Хлебникова лучше всего определяют его собственные слова:

  • Сегодня снова я пойду
  • Туда - на жизнь, на торг, на рынок,
  • И войско песен поведу
  • С прибоем рынка в поединок.
Я знаю Хлебникова двенадцать лет. Он часто приезжал в Москву, и тогда, кроме последних дней, мы виделись с ним ежедневно.

Меня поражала работа Хлебникова. Его пустая комната всегда была завалена тетрадями, листами и клочками, исписанными его мельчайшим почерком. Если случайность не подворачивала к этому времени издание какого-нибудь сборника и если кто-нибудь не вытягивал из вороха печатаемый листок - при выездках рукописями набивалась наволочка, на подушке спал путешествующий Хлебников, а потом терял подушку.

Ездил Хлебников очень часто.
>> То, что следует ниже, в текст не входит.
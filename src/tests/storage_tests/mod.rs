// Storage Tests Module - Testing the storage module
// - message_store_tests: MessageStore replace/append/confirm semantics
// - conversation_index_tests: ConversationIndex ordering and unread handling
// - settings_tests: Settings defaults, validation and persistence

mod conversation_index_tests;
mod message_store_tests;
mod settings_tests;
Ни причин, ни сроков его поездок нельзя было понять. Года три назад мне удалось с огромным трудом устроить платное печатание его рукописей (Хлебниковым была передана мне небольшая путанейших рукописей, взятых Якобсоном в Прагу, написавшим единственную прекраснейшую брошюру о Хлебникове). Накануне сообщенного ему дня получения разрешения и денег я встретил его на Театральной площади с чемоданчиком.

  • "Куда вы?" - "На юг, весна!.." - и уехал.
Уехал на крыше вагона; ездил два года, отступал и наступал с нашей армией в Персии, получал за тифом тиф. Приехал он обратно этой зимой, в вагоне эпилептиков, надорванный и ободранный, в одном больничном халате.
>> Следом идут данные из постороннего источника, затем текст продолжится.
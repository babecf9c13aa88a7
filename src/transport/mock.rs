//! Mock transport for testing.
//!
//! Holds a scripted backend state, records every call, and can fail or
//! hold back individual requests.

use super::{AuthToken, ChatTransport, TransportError};
use crate::storage::{ConversationSummary, Message, UserId};
use async_trait::async_trait;
use chrono::Utc;
use std::collections::HashMap;
use std::sync::{Arc, Mutex, MutexGuard, PoisonError};
use tokio::sync::Notify;

/// In-memory backend implementing [`ChatTransport`].
///
/// Cloning shares the same backend state.
#[derive(Debug, Clone)]
pub struct MockTransport {
    inner: Arc<Mutex<MockTransportInner>>,
}

#[derive(Debug, Default)]
struct MockTransportInner {
    local_user: UserId,
    conversations: Vec<ConversationSummary>,
    messages: HashMap<UserId, Vec<Message>>,
    next_id: u64,

    list_calls: usize,
    message_calls: Vec<UserId>,
    send_calls: usize,
    sent: Vec<Message>,
    mark_read_calls: Vec<UserId>,

    fail_next_list: Option<TransportError>,
    fail_next_messages: Option<TransportError>,
    fail_next_send: Option<TransportError>,
    fail_next_mark_read: Option<TransportError>,
    reject_all: bool,
    held_messages: HashMap<UserId, Arc<Notify>>,
}

impl MockTransport {
    /// Create a mock backend acting for `local_user`.
    pub fn new(local_user: impl Into<UserId>) -> Self {
        Self {
            inner: Arc::new(Mutex::new(MockTransportInner {
                local_user: local_user.into(),
                ..Default::default()
            })),
        }
    }

    fn inner(&self) -> MutexGuard<'_, MockTransportInner> {
        self.inner.lock().unwrap_or_else(PoisonError::into_inner)
    }

    /// Replace the conversation list the backend reports.
    pub fn set_conversations(&self, conversations: Vec<ConversationSummary>) {
        self.inner().conversations = conversations;
    }

    /// Replace the message history with `peer`.
    pub fn set_messages(&self, peer: &UserId, messages: Vec<Message>) {
        self.inner().messages.insert(peer.clone(), messages);
    }

    /// Cause the next `list_conversations()` to fail.
    pub fn fail_next_list(&self, error: TransportError) {
        self.inner().fail_next_list = Some(error);
    }

    /// Cause the next `get_messages()` to fail.
    pub fn fail_next_messages(&self, error: TransportError) {
        self.inner().fail_next_messages = Some(error);
    }

    /// Cause the next `send_message()` to fail.
    pub fn fail_next_send(&self, error: TransportError) {
        self.inner().fail_next_send = Some(error);
    }

    /// Cause the next `mark_read()` to fail.
    pub fn fail_next_mark_read(&self, error: TransportError) {
        self.inner().fail_next_mark_read = Some(error);
    }

    /// Answer every call with `Unauthorized` while set.
    pub fn reject_credentials(&self, reject: bool) {
        self.inner().reject_all = reject;
    }

    /// Hold the next `get_messages(peer)` until the returned handle is notified.
    ///
    /// The response reflects backend state at the time of the request.
    pub fn hold_messages(&self, peer: &UserId) -> Arc<Notify> {
        let gate = Arc::new(Notify::new());
        self.inner().held_messages.insert(peer.clone(), Arc::clone(&gate));
        gate
    }

    /// Number of `list_conversations()` calls so far.
    pub fn list_calls(&self) -> usize {
        self.inner().list_calls
    }

    /// Peers passed to `get_messages()`, in call order.
    pub fn message_calls(&self) -> Vec<UserId> {
        self.inner().message_calls.clone()
    }

    /// Messages accepted by `send_message()`.
    pub fn sent_messages(&self) -> Vec<Message> {
        self.inner().sent.clone()
    }

    /// Peers passed to `mark_read()`, in call order.
    pub fn mark_read_calls(&self) -> Vec<UserId> {
        self.inner().mark_read_calls.clone()
    }

    /// Total number of transport calls of any kind.
    pub fn total_calls(&self) -> usize {
        let inner = self.inner();
        inner.list_calls + inner.message_calls.len() + inner.send_calls + inner.mark_read_calls.len()
    }
}

#[async_trait]
impl ChatTransport for MockTransport {
    async fn list_conversations(&self, _token: &AuthToken) -> Result<Vec<ConversationSummary>, TransportError> {
        let mut inner = self.inner();
        inner.list_calls += 1;
        if inner.reject_all {
            return Err(TransportError::Unauthorized);
        }
        if let Some(err) = inner.fail_next_list.take() {
            return Err(err);
        }
        Ok(inner.conversations.clone())
    }

    async fn get_messages(&self, peer: &UserId, _token: &AuthToken) -> Result<Vec<Message>, TransportError> {
        let (result, gate) = {
            let mut inner = self.inner();
            inner.message_calls.push(peer.clone());
            let gate = inner.held_messages.remove(peer);
            let result = if inner.reject_all {
                Err(TransportError::Unauthorized)
            } else if let Some(err) = inner.fail_next_messages.take() {
                Err(err)
            } else {
                Ok(inner.messages.get(peer).cloned().unwrap_or_default())
            };
            (result, gate)
        };

        if let Some(gate) = gate {
            gate.notified().await;
        }
        result
    }

    async fn send_message(
        &self,
        peer: &UserId,
        body: &str,
        _token: &AuthToken,
        listing: Option<&str>,
    ) -> Result<Message, TransportError> {
        let mut inner = self.inner();
        inner.send_calls += 1;
        if inner.reject_all {
            return Err(TransportError::Unauthorized);
        }
        if let Some(err) = inner.fail_next_send.take() {
            return Err(err);
        }

        inner.next_id += 1;
        let message = Message {
            id: format!("srv-{}", inner.next_id),
            sender: inner.local_user.clone(),
            receiver: peer.clone(),
            body: body.to_string(),
            listing: listing.map(str::to_string),
            created_at: Utc::now(),
        };
        inner.messages.entry(peer.clone()).or_default().push(message.clone());
        inner.sent.push(message.clone());
        Ok(message)
    }

    async fn mark_read(&self, peer: &UserId, _token: &AuthToken) -> Result<(), TransportError> {
        let mut inner = self.inner();
        inner.mark_read_calls.push(peer.clone());
        if inner.reject_all {
            return Err(TransportError::Unauthorized);
        }
        if let Some(err) = inner.fail_next_mark_read.take() {
            return Err(err);
        }
        if let Some(entry) = inner.conversations.iter_mut().find(|c| &c.peer == peer) {
            entry.unread = 0;
        }
        Ok(())
    }
}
С собой Хлебников не привез ни строчки. Из его стихов этого времени знаю только стих о голоде, напечатанный в какой-то крымской газете, и присланные ранее две изумительнейших рукописных книги - "Ладомир" и "Царапина по небу".

"Ладомир" сдан был в Гиз, но напечатать не удалось. Разве мог Хлебников пробивать лбом стену?Практически Хлебников - неорганизованнейший человек. Сам за всю свою жизнь он не напечатал ни строчки. Посмертное восхваление Хлебникова Городецким приписало поэту чуть ли не организаторский талант: создание футуризма, печатание "Пощечина общественному вкусу" и т.д. это совершенно неверно. И "Садок судей" (1908 г.) с первыми стихами Хлебникова, и "Пощечина" организованы Давидом Бурлюком. Да и во все дальнейшее приходилось чуть ли не силком вовлекать Хлебникова. Конечно, отвратительна непрактичность, если это прихоть богача, но у Хлебникова, редко имевшего даже собственные штаны (не говорю уже об акпайках), бессеребренничество принимало характер настоящего подвижничества, мученичества за поэтическую идею.
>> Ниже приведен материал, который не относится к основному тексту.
//! Client settings and configuration

use crate::{engine::EngineOptions, storage::conversation::IndexOrdering, Error, Result};
use serde::{Deserialize, Serialize};
use std::time::Duration;

/// Shortest poll interval accepted from a settings file
pub const MIN_POLL_INTERVAL_MS: u64 = 1_000;
/// Longest poll interval accepted from a settings file
pub const MAX_POLL_INTERVAL_MS: u64 = 60_000;

/// Client settings
///
/// Stored as JSON. Missing fields fall back to their defaults, so an old
/// settings file keeps loading after new options are added.
///
/// # Example
/// ```rust,no_run
/// use staysync::storage::Settings;
///
/// let mut settings = Settings::load("settings.json").expect("Failed to load");
/// settings.update_poll_interval(3_000, "settings.json").expect("Failed to update");
/// println!("Polling {} every {} ms", settings.api_base_url, settings.poll_interval_ms);
/// ```
#[derive(Debug, Clone, PartialEq, Serialize, Deserialize)]
#[serde(default)]
pub struct Settings {
    /// Base URL of the marketplace REST API (e.g. "https://api.example.com/api")
    pub api_base_url: String,
    /// Interval between background refreshes in milliseconds
    pub poll_interval_ms: u64,
    /// Per-request timeout in milliseconds
    pub request_timeout_ms: u64,
    /// Narrow-viewport mode: never auto-open a conversation
    pub narrow_viewport: bool,
    /// Conversation list ordering
    pub conversation_ordering: IndexOrdering,
}

impl Settings {
    /// Load settings from a JSON file
    ///
    /// Returns default settings if the file doesn't exist or is empty.
    pub fn load<P: AsRef<std::path::Path>>(path: P) -> Result<Self> {
        let path = path.as_ref();

        if !path.exists() {
            return Ok(Self::default());
        }

        let data = std::fs::read_to_string(path)
            .map_err(|e| Error::Config(format!("Failed to read settings: {}", e)))?;

        if data.trim().is_empty() {
            return Ok(Self::default());
        }

        let settings: Self = serde_json::from_str(&data)
            .map_err(|e| Error::Config(format!("Failed to parse settings: {}", e)))?;
        settings.validate()?;

        Ok(settings)
    }

    /// Save settings to a JSON file, creating parent directories as needed
    pub fn save<P: AsRef<std::path::Path>>(&self, path: P) -> Result<()> {
        let path = path.as_ref();

        if let Some(parent) = path.parent() {
            std::fs::create_dir_all(parent)
                .map_err(|e| Error::Config(format!("Failed to create settings directory: {}", e)))?;
        }

        let json = serde_json::to_string_pretty(self)?;
        std::fs::write(path, json)
            .map_err(|e| Error::Config(format!("Failed to write settings: {}", e)))?;

        Ok(())
    }

    /// Check value ranges
    pub fn validate(&self) -> Result<()> {
        if !(MIN_POLL_INTERVAL_MS..=MAX_POLL_INTERVAL_MS).contains(&self.poll_interval_ms) {
            return Err(Error::Config(format!(
                "poll_interval_ms must be between {} and {}, got {}",
                MIN_POLL_INTERVAL_MS, MAX_POLL_INTERVAL_MS, self.poll_interval_ms
            )));
        }
        if self.request_timeout_ms == 0 {
            return Err(Error::Config("request_timeout_ms must be positive".to_string()));
        }
        if self.api_base_url.trim().is_empty() {
            return Err(Error::Config("api_base_url must not be empty".to_string()));
        }
        Ok(())
    }

    /// Update the poll interval and auto-save
    pub fn update_poll_interval<P: AsRef<std::path::Path>>(&mut self, interval_ms: u64, save_path: P) -> Result<()> {
        let previous = self.poll_interval_ms;
        self.poll_interval_ms = interval_ms;
        if let Err(e) = self.validate() {
            self.poll_interval_ms = previous;
            return Err(e);
        }
        self.save(save_path)
    }

    /// Poll interval as a `Duration`
    pub fn poll_interval(&self) -> Duration {
        Duration::from_millis(self.poll_interval_ms)
    }

    /// Request timeout as a `Duration`
    pub fn request_timeout(&self) -> Duration {
        Duration::from_millis(self.request_timeout_ms)
    }

    /// Engine options derived from these settings
    pub fn engine_options(&self) -> EngineOptions {
        EngineOptions {
            poll_interval: self.poll_interval(),
            narrow_viewport: self.narrow_viewport,
            ordering: self.conversation_ordering,
        }
    }
}

impl Default for Settings {
    fn default() -> Self {
        Self {
            api_base_url: "http://localhost:5000/api".to_string(),
            poll_interval_ms: 4_000,
            request_timeout_ms: 10_000,
            narrow_viewport: false,
            conversation_ordering: IndexOrdering::UnreadFirst,
        }
    }
}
Хлебникова любили все знающие его. Но это была любовь здоровых у здоровому, образованнейшему, остроумнейшему поэту. Родных, способных самоотверженно ухаживать за ним, у него не было. Болезнь сделала Хлебникова требовательным. Видя людей, не уделявших ему все свое внимание, Хлебников стал подозрителен. Случайно брошенная даже без отношения к нему резкая фраза раздувалась в непризнание его поэзии, в поэтическое к нему пренебрежение.

Во имя сохранения правильной литературной перспективы считаю долгом черным по белому напечатать от своего имени и, не сомневаюсь, от имени моих друзей, поэтов Асеева, Бурлюка, Крученых, Каменского, Пастернака, что считали его и считаем одним из наших поэтических учителей и великолепнейшим и честнейшим рыцарем в нашей поэтической борьбе.

После смерти Хлебникова появились в разных журналах и газетах статьи о Хлебникове, полный сочувствия. С отвращением прочитал. Когда, наконец, кончиться комедия посмертных лечений?! Где были пишущие, когда живой Хлебников, оплеванный критикой, живым ходил по России? Я знаю живых, может быть, не равных Хлебникову, но ждущих равный конец.

Бросьте, наконец, благоговение столетних юбилеев, почитания посмертными изданиями! Живым статьи! Хлеб живым! Бумагу живым!